Looking at the explanations, it seems that if we think of inserting alphabets arbitrarily $K$ times and consider the positions of each character in $S$ as fixed in a string of length $N+K$, it works well. Thinking that way, we just need to consider how to insert $K$ characters in a string of length $N+K$.
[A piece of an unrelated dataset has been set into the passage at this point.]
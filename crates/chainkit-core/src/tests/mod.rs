mod policy_tests;
mod process_tests;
Let’s think using Example Input 1.
- S = “oof”
- N = len(“oof”) = 3
- K = 5
For example, place ‘o’ at position 1, ‘o’ at position 3, and ‘f’ at position 5. Also, when looking at the string of length $N+K$ from the beginning, these positions are where “oof” first appears (condition 1). At this time, we can insert 25 types of alphabets other than ‘o’ at position 0. Conversely, inserting ‘o’ at position 0 does not satisfy condition 1, so it’s not allowed. Similarly, we can insert 25 types of alphabets other than ‘o’ at position 2. Also, we can insert 25 types of alphabets other than ‘f’ at position 4. For positions 6 and 7, there are no particular constraints, so we can insert 26 types of alphabets.
In summary, when the position $j$ of ‘f’ moves from $N-1 … N+K-1$, the number of combinations where two ‘o’s can be placed is ${}_j C _{N-1}$.
Also, there are $j - (N-1)$ positions to insert 25 types of alphabets, and $(N+K-1)$ positions to insert 26 types of alphabets.
That is, the answer is $\sum_{j=N-1}^{N+K-1} {}_j C _{N-1} \cdot 25^{j-(N-1)} \cdot 26^{(N+K-1)-j}$.